··· Entries shown
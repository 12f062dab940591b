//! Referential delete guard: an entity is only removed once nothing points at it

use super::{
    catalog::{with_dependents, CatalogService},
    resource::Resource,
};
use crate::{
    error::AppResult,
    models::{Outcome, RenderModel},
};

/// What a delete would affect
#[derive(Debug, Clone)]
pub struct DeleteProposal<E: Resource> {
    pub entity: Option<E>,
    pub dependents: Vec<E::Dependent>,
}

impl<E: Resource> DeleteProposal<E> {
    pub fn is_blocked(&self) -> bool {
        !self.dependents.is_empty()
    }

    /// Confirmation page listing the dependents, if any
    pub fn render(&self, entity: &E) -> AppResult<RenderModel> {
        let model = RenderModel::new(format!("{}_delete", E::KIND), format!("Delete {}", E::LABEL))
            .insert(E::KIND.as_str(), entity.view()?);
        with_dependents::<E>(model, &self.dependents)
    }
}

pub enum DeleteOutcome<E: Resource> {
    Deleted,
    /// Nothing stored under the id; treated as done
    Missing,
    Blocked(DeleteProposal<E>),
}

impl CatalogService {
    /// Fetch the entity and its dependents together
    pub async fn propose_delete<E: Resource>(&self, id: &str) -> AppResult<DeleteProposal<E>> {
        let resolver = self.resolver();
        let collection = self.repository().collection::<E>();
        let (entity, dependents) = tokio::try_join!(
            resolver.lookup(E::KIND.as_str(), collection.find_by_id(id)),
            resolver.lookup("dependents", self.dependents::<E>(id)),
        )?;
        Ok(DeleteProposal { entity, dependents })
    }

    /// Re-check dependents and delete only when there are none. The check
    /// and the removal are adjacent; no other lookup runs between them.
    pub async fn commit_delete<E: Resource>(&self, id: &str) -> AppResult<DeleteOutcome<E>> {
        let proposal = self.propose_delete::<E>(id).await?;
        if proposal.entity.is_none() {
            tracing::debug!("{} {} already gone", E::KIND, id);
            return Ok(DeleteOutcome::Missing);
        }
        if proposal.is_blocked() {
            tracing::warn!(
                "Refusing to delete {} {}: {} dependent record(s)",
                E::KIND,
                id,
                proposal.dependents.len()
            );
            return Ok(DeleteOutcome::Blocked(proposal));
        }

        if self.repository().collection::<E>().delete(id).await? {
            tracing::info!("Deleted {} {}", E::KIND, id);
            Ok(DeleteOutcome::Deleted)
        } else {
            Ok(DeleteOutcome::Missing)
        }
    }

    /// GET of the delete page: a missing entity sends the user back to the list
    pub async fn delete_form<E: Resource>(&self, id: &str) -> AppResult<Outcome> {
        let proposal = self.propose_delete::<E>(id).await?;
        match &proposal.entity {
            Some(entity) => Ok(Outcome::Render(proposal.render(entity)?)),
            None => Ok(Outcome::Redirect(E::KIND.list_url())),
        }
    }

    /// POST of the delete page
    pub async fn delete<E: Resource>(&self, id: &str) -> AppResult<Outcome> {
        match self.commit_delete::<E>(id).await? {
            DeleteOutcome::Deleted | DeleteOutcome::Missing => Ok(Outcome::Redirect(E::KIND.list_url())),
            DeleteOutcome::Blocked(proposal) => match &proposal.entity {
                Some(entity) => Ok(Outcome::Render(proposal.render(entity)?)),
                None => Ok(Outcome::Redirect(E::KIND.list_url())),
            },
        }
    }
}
······
··· Entries shown
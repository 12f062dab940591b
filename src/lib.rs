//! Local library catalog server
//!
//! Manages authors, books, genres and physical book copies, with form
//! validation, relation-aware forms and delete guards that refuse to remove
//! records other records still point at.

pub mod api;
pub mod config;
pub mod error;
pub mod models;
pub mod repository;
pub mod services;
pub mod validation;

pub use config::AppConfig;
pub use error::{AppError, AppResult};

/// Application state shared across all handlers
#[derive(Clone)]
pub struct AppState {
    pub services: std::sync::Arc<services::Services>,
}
······
··· Entries shown
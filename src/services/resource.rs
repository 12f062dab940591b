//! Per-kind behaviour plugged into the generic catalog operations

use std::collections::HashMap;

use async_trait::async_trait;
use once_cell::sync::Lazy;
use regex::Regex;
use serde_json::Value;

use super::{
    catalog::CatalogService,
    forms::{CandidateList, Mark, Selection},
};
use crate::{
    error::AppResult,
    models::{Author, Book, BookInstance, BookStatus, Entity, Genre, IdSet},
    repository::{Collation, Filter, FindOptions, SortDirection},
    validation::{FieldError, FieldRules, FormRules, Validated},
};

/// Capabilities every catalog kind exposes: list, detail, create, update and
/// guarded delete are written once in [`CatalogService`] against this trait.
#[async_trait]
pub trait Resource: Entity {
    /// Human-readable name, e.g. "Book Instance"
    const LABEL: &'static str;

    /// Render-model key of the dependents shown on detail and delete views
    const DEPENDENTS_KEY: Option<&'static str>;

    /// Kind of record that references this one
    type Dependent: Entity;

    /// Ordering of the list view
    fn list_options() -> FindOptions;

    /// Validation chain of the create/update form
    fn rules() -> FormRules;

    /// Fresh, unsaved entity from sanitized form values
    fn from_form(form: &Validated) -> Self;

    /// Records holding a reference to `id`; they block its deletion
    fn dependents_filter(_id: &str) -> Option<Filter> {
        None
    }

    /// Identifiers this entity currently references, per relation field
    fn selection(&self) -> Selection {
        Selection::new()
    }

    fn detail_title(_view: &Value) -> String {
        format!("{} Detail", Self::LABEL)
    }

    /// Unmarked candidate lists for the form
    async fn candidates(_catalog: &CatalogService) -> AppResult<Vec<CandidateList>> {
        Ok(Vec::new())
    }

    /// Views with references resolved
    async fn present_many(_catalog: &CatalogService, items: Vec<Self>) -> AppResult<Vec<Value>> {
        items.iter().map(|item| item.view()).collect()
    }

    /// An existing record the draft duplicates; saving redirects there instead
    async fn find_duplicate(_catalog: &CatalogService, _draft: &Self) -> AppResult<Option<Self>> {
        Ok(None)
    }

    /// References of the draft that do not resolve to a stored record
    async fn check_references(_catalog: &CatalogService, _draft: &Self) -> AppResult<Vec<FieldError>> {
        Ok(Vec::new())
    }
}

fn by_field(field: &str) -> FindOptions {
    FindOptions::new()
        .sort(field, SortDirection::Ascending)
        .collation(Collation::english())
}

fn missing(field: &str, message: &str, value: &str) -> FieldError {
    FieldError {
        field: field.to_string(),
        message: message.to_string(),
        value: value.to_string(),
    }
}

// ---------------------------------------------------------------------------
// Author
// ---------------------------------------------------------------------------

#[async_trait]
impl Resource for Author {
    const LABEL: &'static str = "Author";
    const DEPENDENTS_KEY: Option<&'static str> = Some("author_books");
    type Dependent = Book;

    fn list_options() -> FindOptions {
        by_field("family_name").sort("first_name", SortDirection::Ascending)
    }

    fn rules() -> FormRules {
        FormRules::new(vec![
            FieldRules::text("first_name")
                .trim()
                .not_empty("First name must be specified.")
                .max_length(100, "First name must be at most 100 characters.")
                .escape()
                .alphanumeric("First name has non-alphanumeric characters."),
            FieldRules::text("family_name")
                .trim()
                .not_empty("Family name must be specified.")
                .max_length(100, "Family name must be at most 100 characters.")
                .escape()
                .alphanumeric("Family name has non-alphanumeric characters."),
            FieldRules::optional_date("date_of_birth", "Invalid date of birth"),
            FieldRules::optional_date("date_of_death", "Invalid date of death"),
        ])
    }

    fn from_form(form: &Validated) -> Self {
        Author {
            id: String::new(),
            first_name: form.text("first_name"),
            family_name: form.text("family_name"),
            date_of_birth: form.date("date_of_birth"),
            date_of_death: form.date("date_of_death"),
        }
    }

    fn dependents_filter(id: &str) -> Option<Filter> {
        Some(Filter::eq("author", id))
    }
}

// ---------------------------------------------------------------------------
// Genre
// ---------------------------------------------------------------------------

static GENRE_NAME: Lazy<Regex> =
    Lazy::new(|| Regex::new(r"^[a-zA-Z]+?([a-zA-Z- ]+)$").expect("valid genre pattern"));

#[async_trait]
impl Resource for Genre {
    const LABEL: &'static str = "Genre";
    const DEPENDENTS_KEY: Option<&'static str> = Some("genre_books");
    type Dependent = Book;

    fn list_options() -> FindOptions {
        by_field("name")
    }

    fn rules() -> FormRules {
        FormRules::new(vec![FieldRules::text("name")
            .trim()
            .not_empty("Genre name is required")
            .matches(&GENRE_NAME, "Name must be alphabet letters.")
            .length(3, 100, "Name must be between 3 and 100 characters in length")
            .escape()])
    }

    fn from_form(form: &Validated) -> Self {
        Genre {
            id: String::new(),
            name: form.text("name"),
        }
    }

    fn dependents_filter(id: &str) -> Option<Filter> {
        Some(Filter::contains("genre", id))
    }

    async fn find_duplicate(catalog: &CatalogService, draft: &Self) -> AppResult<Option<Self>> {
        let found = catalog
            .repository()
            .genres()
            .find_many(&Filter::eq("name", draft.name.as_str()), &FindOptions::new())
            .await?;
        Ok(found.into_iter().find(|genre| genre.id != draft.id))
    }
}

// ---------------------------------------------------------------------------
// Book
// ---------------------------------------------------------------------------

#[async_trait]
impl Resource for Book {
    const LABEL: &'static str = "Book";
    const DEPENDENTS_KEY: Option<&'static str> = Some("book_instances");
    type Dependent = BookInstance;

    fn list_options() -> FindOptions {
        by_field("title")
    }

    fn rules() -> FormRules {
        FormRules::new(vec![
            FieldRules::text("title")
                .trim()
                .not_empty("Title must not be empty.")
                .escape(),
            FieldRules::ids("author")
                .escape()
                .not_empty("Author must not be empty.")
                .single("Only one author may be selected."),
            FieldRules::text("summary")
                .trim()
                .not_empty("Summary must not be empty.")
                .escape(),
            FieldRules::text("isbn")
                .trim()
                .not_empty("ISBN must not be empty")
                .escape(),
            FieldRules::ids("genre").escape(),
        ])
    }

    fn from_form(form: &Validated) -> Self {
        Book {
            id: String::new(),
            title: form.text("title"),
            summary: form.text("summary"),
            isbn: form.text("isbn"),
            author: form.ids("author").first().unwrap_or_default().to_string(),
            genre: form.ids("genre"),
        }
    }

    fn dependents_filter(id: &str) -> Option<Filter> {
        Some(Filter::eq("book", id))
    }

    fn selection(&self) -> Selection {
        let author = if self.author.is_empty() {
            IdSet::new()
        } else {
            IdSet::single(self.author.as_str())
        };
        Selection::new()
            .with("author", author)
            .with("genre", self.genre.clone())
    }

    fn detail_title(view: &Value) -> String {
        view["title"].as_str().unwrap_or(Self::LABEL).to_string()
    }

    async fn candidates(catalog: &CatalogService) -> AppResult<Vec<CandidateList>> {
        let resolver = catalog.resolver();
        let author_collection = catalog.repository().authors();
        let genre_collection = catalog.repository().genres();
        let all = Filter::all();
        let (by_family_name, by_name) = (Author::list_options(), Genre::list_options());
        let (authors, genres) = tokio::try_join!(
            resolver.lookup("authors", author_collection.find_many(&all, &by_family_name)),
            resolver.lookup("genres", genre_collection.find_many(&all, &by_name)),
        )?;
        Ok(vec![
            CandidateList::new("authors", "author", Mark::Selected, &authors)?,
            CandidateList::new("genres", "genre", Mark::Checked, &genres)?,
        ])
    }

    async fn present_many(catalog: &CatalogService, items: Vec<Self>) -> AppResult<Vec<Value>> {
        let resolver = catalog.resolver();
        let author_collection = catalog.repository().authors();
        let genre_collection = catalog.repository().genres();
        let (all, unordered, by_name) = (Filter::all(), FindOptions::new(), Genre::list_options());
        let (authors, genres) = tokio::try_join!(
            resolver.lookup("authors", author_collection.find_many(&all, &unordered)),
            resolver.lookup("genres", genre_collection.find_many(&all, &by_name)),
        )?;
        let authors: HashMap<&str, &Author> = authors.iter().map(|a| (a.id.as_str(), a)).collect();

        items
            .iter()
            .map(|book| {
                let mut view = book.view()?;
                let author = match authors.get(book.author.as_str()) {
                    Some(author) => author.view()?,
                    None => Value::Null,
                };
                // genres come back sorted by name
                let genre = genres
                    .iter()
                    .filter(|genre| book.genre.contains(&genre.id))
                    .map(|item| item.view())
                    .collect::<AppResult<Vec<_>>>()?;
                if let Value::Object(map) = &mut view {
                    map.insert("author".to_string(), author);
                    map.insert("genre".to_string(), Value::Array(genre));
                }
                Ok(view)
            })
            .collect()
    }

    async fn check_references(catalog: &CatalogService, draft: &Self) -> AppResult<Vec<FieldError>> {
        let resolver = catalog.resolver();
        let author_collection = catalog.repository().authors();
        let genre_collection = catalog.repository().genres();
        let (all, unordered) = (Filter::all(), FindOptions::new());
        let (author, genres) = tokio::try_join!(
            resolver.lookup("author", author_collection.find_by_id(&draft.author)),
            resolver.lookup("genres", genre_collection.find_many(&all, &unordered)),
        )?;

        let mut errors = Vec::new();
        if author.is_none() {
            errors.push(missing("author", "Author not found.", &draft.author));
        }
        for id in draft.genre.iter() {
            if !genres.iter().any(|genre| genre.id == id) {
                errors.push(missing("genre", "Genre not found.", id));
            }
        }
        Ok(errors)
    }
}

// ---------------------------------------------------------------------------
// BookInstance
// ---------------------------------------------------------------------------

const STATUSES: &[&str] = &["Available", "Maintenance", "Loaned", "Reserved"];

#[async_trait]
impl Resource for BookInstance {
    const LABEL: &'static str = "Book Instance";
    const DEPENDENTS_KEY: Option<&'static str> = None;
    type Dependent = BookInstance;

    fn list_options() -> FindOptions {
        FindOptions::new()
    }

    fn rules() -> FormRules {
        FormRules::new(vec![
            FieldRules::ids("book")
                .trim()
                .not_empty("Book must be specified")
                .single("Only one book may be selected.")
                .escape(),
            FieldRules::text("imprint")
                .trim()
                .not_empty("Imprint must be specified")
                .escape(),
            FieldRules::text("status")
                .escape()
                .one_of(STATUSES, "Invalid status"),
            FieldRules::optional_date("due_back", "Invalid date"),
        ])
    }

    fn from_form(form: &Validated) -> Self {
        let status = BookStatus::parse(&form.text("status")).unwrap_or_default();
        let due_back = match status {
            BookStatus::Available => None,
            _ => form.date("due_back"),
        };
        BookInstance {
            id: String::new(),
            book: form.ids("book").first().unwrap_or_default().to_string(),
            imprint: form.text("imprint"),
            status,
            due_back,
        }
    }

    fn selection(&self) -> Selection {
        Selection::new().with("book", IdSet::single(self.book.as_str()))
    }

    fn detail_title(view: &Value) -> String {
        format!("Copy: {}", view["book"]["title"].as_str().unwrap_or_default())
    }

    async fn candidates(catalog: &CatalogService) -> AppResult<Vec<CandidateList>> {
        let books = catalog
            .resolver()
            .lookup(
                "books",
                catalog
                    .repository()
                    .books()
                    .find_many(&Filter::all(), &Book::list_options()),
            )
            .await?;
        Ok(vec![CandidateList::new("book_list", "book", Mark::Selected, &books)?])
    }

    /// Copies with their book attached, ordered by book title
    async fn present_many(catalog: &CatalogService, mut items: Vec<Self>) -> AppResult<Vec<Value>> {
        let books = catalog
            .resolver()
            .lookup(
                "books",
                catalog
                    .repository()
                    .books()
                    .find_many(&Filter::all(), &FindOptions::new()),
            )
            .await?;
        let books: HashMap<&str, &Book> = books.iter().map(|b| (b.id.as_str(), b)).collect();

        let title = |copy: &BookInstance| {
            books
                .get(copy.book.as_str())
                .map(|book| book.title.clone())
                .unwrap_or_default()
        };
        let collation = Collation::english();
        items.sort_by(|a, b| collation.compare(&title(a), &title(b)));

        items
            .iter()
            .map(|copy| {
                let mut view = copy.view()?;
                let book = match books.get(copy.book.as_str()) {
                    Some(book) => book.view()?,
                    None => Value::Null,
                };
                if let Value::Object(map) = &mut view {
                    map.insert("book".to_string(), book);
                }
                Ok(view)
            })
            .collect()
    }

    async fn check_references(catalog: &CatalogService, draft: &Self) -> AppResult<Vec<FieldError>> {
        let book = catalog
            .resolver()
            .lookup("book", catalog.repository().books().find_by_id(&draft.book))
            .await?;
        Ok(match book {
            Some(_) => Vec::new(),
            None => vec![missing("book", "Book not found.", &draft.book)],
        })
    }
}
······
Task goal: For each line above that contains the word "Available", give the line as it is written.

Task result:
const STATUSES: &[&str] = &["Available", "Maintenance", "Loaned", "Reserved"];
            BookStatus::Available => None,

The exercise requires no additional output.